- **What is expected**
Starting at the line that contains "can pin it.", repeat each line exactly until the records end, keeping both the first and the last.

- **Input data**
──────────

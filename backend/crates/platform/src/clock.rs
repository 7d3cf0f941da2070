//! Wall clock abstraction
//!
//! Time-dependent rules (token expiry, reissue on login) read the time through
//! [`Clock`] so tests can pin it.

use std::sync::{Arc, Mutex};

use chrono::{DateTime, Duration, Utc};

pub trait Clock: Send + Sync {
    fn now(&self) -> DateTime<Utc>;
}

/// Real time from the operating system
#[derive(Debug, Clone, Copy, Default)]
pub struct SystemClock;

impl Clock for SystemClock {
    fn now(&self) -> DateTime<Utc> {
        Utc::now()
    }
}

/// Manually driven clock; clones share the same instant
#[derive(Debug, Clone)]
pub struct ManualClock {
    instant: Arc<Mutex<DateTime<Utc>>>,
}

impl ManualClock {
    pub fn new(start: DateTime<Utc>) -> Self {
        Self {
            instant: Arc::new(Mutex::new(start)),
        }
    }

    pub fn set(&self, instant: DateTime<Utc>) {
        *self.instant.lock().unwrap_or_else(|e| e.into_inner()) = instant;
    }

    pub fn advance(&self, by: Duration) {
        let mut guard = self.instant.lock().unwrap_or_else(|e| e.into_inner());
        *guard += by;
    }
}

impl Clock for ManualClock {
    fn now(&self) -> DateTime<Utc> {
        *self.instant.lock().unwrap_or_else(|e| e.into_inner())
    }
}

──────────

- **Answer section**
//! [`Clock`] so tests can pin it.

use std::sync::{Arc, Mutex};

use chrono::{DateTime, Duration, Utc};

pub trait Clock: Send + Sync {
    fn now(&self) -> DateTime<Utc>;
}

/// Real time from the operating system
#[derive(Debug, Clone, Copy, Default)]
pub struct SystemClock;

impl Clock for SystemClock {
    fn now(&self) -> DateTime<Utc> {
        Utc::now()
    }
}

/// Manually driven clock; clones share the same instant
#[derive(Debug, Clone)]
pub struct ManualClock {
    instant: Arc<Mutex<DateTime<Utc>>>,
}

impl ManualClock {
    pub fn new(start: DateTime<Utc>) -> Self {
        Self {
            instant: Arc::new(Mutex::new(start)),
        }
    }

    pub fn set(&self, instant: DateTime<Utc>) {
        *self.instant.lock().unwrap_or_else(|e| e.into_inner()) = instant;
    }

    pub fn advance(&self, by: Duration) {
        let mut guard = self.instant.lock().unwrap_or_else(|e| e.into_inner());
        *guard += by;
    }
}

impl Clock for ManualClock {
    fn now(&self) -> DateTime<Utc> {
        *self.instant.lock().unwrap_or_else(|e| e.into_inner())
    }
}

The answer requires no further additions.